> [INSTRUCTIONS FOR THE TASK]:
Going through the data below, please show each line containing the string "VolumetricLightingBindGroups".

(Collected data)
--------
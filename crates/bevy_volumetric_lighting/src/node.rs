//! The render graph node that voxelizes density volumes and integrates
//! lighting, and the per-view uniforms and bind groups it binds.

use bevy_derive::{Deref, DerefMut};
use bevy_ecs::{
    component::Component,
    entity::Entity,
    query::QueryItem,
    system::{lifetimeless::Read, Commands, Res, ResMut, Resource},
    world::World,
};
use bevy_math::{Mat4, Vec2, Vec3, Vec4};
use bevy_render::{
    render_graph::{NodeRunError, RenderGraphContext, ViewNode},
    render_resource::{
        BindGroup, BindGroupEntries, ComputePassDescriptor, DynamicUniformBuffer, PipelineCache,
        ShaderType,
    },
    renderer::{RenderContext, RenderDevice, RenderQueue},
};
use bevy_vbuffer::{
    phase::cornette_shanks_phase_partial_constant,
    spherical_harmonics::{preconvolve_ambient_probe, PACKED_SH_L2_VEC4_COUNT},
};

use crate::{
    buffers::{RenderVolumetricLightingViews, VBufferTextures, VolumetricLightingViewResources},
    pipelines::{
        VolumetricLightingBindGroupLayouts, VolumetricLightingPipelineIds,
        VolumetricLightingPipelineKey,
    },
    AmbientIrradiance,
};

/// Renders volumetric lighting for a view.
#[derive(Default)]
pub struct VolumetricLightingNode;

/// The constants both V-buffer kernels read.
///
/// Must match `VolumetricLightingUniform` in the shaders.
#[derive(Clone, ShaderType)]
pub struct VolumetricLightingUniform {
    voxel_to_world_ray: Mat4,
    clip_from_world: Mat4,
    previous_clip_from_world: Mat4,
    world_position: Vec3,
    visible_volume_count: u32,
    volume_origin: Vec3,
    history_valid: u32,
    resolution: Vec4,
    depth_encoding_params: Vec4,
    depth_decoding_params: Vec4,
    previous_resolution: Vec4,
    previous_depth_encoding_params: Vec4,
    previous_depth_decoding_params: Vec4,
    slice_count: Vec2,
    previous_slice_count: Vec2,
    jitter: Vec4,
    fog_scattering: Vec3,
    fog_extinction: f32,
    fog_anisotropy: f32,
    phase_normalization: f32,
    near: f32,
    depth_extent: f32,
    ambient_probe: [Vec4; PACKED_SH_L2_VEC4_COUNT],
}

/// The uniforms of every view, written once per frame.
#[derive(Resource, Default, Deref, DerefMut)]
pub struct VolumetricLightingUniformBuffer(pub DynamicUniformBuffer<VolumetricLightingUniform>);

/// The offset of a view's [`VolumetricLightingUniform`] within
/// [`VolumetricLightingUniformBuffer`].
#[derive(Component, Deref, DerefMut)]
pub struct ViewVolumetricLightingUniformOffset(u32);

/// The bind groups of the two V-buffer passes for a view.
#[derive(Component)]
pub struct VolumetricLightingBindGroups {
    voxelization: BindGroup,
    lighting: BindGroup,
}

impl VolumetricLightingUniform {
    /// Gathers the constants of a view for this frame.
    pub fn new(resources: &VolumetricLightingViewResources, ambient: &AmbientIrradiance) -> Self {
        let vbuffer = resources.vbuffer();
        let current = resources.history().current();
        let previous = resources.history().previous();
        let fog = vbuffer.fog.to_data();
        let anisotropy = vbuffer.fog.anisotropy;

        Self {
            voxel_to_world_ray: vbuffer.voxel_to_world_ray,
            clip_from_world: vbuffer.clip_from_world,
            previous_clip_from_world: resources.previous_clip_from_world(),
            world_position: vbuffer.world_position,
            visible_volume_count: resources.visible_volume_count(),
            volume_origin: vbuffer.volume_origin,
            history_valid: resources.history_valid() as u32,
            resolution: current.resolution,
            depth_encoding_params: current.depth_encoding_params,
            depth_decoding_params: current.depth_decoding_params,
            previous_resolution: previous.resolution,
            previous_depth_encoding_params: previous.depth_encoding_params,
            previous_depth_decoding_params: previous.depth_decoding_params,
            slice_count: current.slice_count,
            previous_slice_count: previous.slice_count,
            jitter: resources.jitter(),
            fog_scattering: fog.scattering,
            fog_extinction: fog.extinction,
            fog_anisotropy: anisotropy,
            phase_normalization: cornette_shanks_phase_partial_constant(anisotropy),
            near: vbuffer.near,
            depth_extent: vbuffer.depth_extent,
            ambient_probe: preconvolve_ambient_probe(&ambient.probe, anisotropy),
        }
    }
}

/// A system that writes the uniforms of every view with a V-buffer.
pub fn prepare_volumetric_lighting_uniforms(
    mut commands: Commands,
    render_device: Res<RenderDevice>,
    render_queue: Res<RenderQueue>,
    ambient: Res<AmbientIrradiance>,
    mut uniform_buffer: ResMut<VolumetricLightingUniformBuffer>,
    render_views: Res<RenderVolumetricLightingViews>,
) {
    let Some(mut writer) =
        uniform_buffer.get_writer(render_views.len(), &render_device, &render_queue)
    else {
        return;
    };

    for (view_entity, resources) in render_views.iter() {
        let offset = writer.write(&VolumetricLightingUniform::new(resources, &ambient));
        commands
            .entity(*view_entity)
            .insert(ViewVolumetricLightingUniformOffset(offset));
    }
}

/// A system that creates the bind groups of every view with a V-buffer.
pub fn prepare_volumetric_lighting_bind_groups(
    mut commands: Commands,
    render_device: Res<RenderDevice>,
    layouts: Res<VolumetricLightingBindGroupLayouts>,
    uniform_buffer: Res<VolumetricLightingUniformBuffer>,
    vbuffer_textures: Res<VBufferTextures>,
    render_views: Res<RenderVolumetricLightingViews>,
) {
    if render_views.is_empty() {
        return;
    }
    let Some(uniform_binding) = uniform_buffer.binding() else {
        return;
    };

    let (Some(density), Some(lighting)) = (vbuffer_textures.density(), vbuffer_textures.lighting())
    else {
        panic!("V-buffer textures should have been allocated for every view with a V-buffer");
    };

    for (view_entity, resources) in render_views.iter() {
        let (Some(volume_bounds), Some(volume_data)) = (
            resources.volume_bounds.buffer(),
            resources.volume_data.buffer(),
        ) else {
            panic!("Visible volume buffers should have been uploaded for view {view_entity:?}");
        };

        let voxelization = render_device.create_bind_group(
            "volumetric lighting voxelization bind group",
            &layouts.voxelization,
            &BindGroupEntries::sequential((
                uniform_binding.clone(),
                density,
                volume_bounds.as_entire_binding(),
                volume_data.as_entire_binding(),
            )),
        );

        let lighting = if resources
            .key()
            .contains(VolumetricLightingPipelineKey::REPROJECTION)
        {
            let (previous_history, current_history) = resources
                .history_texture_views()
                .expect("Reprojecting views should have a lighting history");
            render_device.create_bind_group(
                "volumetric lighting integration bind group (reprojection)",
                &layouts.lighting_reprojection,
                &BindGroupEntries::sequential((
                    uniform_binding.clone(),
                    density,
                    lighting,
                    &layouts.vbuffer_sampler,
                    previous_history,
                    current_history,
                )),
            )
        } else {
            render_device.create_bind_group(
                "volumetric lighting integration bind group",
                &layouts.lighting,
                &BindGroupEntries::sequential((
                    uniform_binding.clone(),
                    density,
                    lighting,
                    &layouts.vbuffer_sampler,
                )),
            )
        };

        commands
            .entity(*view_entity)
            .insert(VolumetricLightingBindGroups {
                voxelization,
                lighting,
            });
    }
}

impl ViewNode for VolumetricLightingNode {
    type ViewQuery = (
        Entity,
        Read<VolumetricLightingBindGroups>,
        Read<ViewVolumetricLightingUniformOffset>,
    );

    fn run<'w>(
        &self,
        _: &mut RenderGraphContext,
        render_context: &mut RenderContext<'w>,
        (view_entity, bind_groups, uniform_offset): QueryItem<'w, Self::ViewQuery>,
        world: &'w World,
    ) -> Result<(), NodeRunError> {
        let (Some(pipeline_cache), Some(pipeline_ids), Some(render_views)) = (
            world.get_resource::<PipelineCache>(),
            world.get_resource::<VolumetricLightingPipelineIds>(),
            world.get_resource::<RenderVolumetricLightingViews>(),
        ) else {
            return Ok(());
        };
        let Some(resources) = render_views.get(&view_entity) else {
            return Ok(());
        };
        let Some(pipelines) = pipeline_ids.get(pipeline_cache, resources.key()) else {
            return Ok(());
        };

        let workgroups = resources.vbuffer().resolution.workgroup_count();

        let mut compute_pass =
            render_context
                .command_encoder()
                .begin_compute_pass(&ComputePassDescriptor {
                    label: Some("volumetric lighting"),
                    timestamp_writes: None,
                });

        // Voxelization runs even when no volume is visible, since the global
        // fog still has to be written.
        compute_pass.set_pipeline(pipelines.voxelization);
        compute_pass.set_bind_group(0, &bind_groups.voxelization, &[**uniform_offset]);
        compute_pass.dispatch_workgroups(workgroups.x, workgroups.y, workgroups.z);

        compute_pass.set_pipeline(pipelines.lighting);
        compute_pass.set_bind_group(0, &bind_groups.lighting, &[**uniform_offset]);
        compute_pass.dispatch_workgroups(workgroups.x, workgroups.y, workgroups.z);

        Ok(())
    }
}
--------
> [TASK OUTPUT]:
pub struct VolumetricLightingBindGroups {
            .insert(VolumetricLightingBindGroups {
        Read<VolumetricLightingBindGroups>,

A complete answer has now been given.